__Work to be completed__.
Check every line of the listing below for "SetRegs", and report how many lines have it, as a number with nothing more.
- - - - - - -
// =============================================================================
// VM AND VCPU LIFECYCLE
// =============================================================================

#[test]
fn test_first_descriptors_are_zero() {
    let session = driver().open().unwrap();
    let client = Client::new(&session);

    let vm = client.create_vm().unwrap();
    assert_eq!(vm, 0);
    assert_eq!(client.create_vcpu(vm, 0).unwrap(), 0);

    // separate namespaces, second VM gets the next index
    assert_eq!(client.create_vm().unwrap(), 1);
}

#[test]
fn test_create_vcpu_on_unknown_vm() {
    let session = driver().open().unwrap();
    let client = Client::new(&session);

    assert_eq!(client.create_vcpu(5, 0), Err(Status::InvalidDescriptor));
    assert_eq!(client.create_vcpu(-1, 0), Err(Status::InvalidDescriptor));
    assert_eq!(session.state().resources().vcpu_count(), 0);
}

#[test]
fn test_duplicate_vcpu_id_is_engine_error() {
    let session = driver().open().unwrap();
    let client = Client::new(&session);

    let vm = client.create_vm().unwrap();
    client.create_vcpu(vm, 0).unwrap();
    assert_eq!(client.create_vcpu(vm, 0), Err(Status::EngineError));
    assert_eq!(session.state().resources().vcpu_count(), 1);
}

#[test]
fn test_resource_slots_exhaust() {
    let driver = Driver::soft(DriverConfig::new().max_resource_slots(2)).unwrap();
    let session = driver.open().unwrap();
    let client = Client::new(&session);

    client.create_vm().unwrap();
    client.create_vm().unwrap();
    assert_eq!(client.create_vm(), Err(Status::ResourceExhausted));
}

#[test]
fn test_regs_round_trip() {
    let session = driver().open().unwrap();
    let client = Client::new(&session);
    let vm = client.create_vm().unwrap();
    let vcpu = client.create_vcpu(vm, 0).unwrap();

    let regs = kvm_regs {
        rax: 0x1122_3344_5566_7788,
        rbx: 2,
        rip: 0x1000,
        rsp: 0x8000,
        rflags: 0x2,
        ..Default::default()
    };
    assert!(client.set_regs(vcpu, regs).is_success());
    let read = client.get_regs(vcpu).unwrap();
    assert_eq!(read.rax, regs.rax);
    assert_eq!(read.rbx, regs.rbx);
    assert_eq!(read.rip, regs.rip);
    assert_eq!(read.rsp, regs.rsp);
    assert_eq!(read.rflags, regs.rflags);
}

#[test]
fn test_get_regs_short_output_is_length_mismatch() {
    let session = driver().open().unwrap();
    let client = Client::new(&session);
    let vm = client.create_vm().unwrap();
    let vcpu = client.create_vcpu(vm, 0).unwrap();

    let mut out = [0u8; 16];
    let completion = client.call(ControlCode::GetRegs, &vcpu.to_le_bytes(), &mut out);
    assert_eq!(completion.status, Status::LengthMismatch);
    assert_eq!(completion.information, 0);
}

#[test]
fn test_unknown_code_leaves_state_alone() {
    let session = driver().open().unwrap();
    let client = Client::new(&session);
    client.create_vm().unwrap();

    let completion = session.control(0x0022_3fff, &[0u8; 64], &mut [0u8; 64]);
    assert_eq!(completion.status, Status::UnsupportedRequest);
    assert_eq!(session.state().resources().vm_count(), 1);
}

#[test]
fn test_close_empties_tables() {
    let allocator = Arc::new(HeapAllocator::default());
    let live = Arc::clone(&allocator.live);
    let driver = Driver::soft(DriverConfig::default())
        .unwrap()
        .with_allocator(allocator);
    let mut session = driver.open().unwrap();

    {
        let client = Client::new(&session);
        let vm = client.create_vm().unwrap();
        client.create_vcpu(vm, 0).unwrap();
        client.create_vcpu(vm, 1).unwrap();
        assert!(client.map_init(3, 2, 0x100).0.is_success());
    }
    assert_eq!(live.load(Ordering::SeqCst), 1);

    session.close();
    assert!(session.state().resources().is_empty());
    assert_eq!(session.state().mappings().active_count(), 0);
    assert_eq!(session.state().ledger().pinned_pages(), 0);
    assert_eq!(live.load(Ordering::SeqCst), 0);
}

#[test]
fn test_closed_session_rejects_requests() {
    let engine = Arc::new(SoftEngine::default());
    let driver = Driver::new(DriverConfig::default(), engine.clone())
        .unwrap()
        .with_allocator(Arc::new(HeapAllocator::default()));
    let mut session = driver.open().unwrap();
    Client::new(&session).create_vm().unwrap();

    session.close();
    assert_eq!(engine.live_vms(), 0);
    {
        let client = Client::new(&session);
        assert_eq!(client.create_vm(), Err(Status::InvalidDescriptor));
        let (completion, _) = client.map_init(0, 1, 0);
        assert_eq!(completion.status, Status::InvalidDescriptor);
        assert_eq!(completion.information, 0);
    }
    assert!(session.state().resources().is_empty());
    assert_eq!(session.state().mappings().active_count(), 0);

    drop(session);
    assert_eq!(engine.live_vms(), 0);
}

#[test]
fn test_sessions_do_not_share_descriptors() {
    let driver = driver();
    let a = driver.open().unwrap();
    let b = driver.open().unwrap();

    let vm = Client::new(&a).create_vm().unwrap();
    assert_eq!(
        Client::new(&b).create_vcpu(vm, 0),
        Err(Status::InvalidDescriptor)
    );
}

/// Well-formed input for `code` addressed to descriptor `fd`.
fn request_for(code: ControlCode, fd: i32) -> Vec<u8> {
    match code {
        ControlCode::GetRegs | ControlCode::GetSregs => fd.to_le_bytes().to_vec(),
        ControlCode::SetRegs => to_bytes(&RegsBlock {
            vcpu_fd: fd,
            ..Default::default()
        }),
        ControlCode::SetSregs => to_bytes(&SregsBlock {
            vcpu_fd: fd,
            ..Default::default()
        }),
        ControlCode::Translate => to_bytes(&TranslateRequest {
            vcpu_fd: fd,
            ..Default::default()
        }),
        ControlCode::Interrupt => to_bytes(&InterruptRequest {
            vcpu_fd: fd,
            ..Default::default()
        }),
        ControlCode::Run => to_bytes(&RunBlock {
            vcpu_fd: fd,
            ..Default::default()
        }),
        ControlCode::ReadGuest => to_bytes(&TransferHeader {
            vcpu_fd: fd,
            size: 16,
            gva: 0x1000,
        }),
        ControlCode::WriteGuest => {
            let mut input = to_bytes(&TransferHeader {
                vcpu_fd: fd,
                size: 4,
                gva: 0x1000,
            });
            input.extend_from_slice(b"gone");
            input
        }
        ControlCode::SetMemoryRegion => to_bytes(&MemoryRegionRequest {
            vm_fd: fd,
            padding: 0,
            region: MemoryRegion {
                slot: 1,
                flags: 0,
                guest_phys_addr: 0x10_0000,
                memory_size: 0x1000,
            },
        }),
        ControlCode::GetDirtyLog => to_bytes(&DirtyLogRequest { vm_fd: fd, slot: 0 }),
        _ => unreachable!("{code:?} takes no descriptor"),
    }
}

#[test]
fn test_unresolved_descriptors_produce_no_output() {
    let session = driver().open().unwrap();
    let client = Client::new(&session);
    let (vm, vcpu) = client.real_mode_guest(&[0xf4]);

    let released_vcpu = client.create_vcpu(vm, 1).unwrap();
    session.state().resources().release_vcpu(released_vcpu).unwrap();
    let released_vm = client.create_vm().unwrap();
    session.state().resources().release_vm(released_vm).unwrap();

    let vcpu_codes = [
        ControlCode::GetRegs,
        ControlCode::SetRegs,
        ControlCode::GetSregs,
        ControlCode::SetSregs,
        ControlCode::Translate,
        ControlCode::Interrupt,
        ControlCode::Run,
        ControlCode::ReadGuest,
        ControlCode::WriteGuest,
    ];
    let vm_codes = [ControlCode::SetMemoryRegion, ControlCode::GetDirtyLog];

    let cases = vcpu_codes
        .iter()
        .flat_map(|&code| [(code, 9), (code, -1), (code, released_vcpu)])
        .chain(
            vm_codes
                .iter()
                .flat_map(|&code| [(code, 9), (code, -1), (code, released_vm)]),
        );
    for (code, fd) in cases {
        let mut out = [0xccu8; 512];
        let completion = client.call(code, &request_for(code, fd), &mut out);
        assert_eq!(
            completion.status,
            Status::InvalidDescriptor,
            "{code:?} on descriptor {fd:#x}"
        );
        assert_eq!(completion.information, 0, "{code:?} on descriptor {fd:#x}");
        assert!(out.iter().all(|&b| b == 0xcc), "{code:?} wrote output");
    }

    // live objects are untouched
    assert_eq!(client.get_regs(vcpu).unwrap().rip, 0x1000);
    assert_eq!(session.state().resources().vm_count(), 1);
    assert_eq!(session.state().resources().vcpu_count(), 1);
}

// =============================================================================
// RUN
// =============================================================================

#[test]
fn test_run_without_memory_reports_engine_error() {
    let session = driver().open().unwrap();
    let client = Client::new(&session);
    let vm = client.create_vm().unwrap();
    let vcpu = client.create_vcpu(vm, 0).unwrap();

    let mut block = RunBlock {
        vcpu_fd: vcpu,
        ..Default::default()
    };
    let completion = client.run(&mut block);
    assert_eq!(completion.status, Status::EngineError);
    assert_eq!(completion.information, size_of::<RunBlock>());
    assert_eq!(block.errno, libc::EFAULT);
    assert_eq!(block.ioctl_r, -1);

    // the session stays usable
    assert!(client.get_regs(vcpu).is_ok());
    assert_eq!(client.create_vm().unwrap(), 1);
}

#[test]
fn test_run_to_halt() {
    let session = driver().open().unwrap();
    let client = Client::new(&session);
    let (_, vcpu) = client.real_mode_guest(&[0x90, 0x90, 0xf4]);

    let mut block = RunBlock {
        vcpu_fd: vcpu,
        ..Default::default()
    };
    let completion = client.run(&mut block);
    assert!(completion.is_success());
    assert_eq!(block.exit_reason, KVM_EXIT_HLT);
    assert_eq!(block.errno, 0);
    assert_eq!(block.ioctl_r, 0);
    assert_eq!(client.get_regs(vcpu).unwrap().rip, 0x1003);
}

#[test]
fn test_run_with_instruction_pointer_at_u64_max() {
    let session = driver().open().unwrap();
    let client = Client::new(&session);
    let vm = client.create_vm().unwrap();
    let completion = client.set_memory_region(
        vm,
        MemoryRegion {
            slot: 0,
            flags: 0,
            guest_phys_addr: 0xffff_f000,
            memory_size: 0x1000,
        },
    );
    assert!(completion.is_success());
    let vcpu = client.create_vcpu(vm, 0).unwrap();

    let mut sregs = client.get_sregs(vcpu);
    sregs.cs.base = 0;
    assert!(client.set_sregs(vcpu, sregs).is_success());
    let mut regs = client.get_regs(vcpu).unwrap();
    regs.rip = u64::MAX;
    assert!(client.set_regs(vcpu, regs).is_success());
    assert!(client.write_guest(vcpu, 0xffff_ffff, &[0x90]).is_success());

    let mut block = RunBlock {
        vcpu_fd: vcpu,
        ..Default::default()
    };
    let completion = client.run(&mut block);
    assert!(completion.is_success());
    assert_eq!(block.exit_reason, KVM_EXIT_INTERNAL_ERROR);
    assert_eq!(client.get_regs(vcpu).unwrap().rip, 0);
}

#[test]
fn test_port_io_exits_and_completion() {
    let session = driver().open().unwrap();
    let client = Client::new(&session);
    // out 0x80, al; in al, 0x60; hlt
    let (_, vcpu) = client.real_mode_guest(&[0xe6, 0x80, 0xe4, 0x60, 0xf4]);

    let mut regs = client.get_regs(vcpu).unwrap();
    regs.rax = 0x42;
    client.set_regs(vcpu, regs);

    let mut block = RunBlock {
        vcpu_fd: vcpu,
        ..Default::default()
    };
    assert!(client.run(&mut block).is_success());
    assert_eq!(block.exit_reason, KVM_EXIT_IO);
    assert_eq!(u32::from(block.io.direction), KVM_EXIT_IO_OUT);
    assert_eq!(block.io.port, 0x80);
    assert_eq!(block.io.data[0], 0x42);

    assert!(client.run(&mut block).is_success());
    assert_eq!(block.exit_reason, KVM_EXIT_IO);
    assert_eq!(u32::from(block.io.direction), KVM_EXIT_IO_IN);
    assert_eq!(block.io.port, 0x60);

    // data for the IN travels back with the next run
    block.io.data[0] = 0x99;
    assert!(client.run(&mut block).is_success());
    assert_eq!(block.exit_reason, KVM_EXIT_HLT);
    assert_eq!(client.get_regs(vcpu).unwrap().rax & 0xff, 0x99);
}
- - - - - - -
__Exercise result__.
2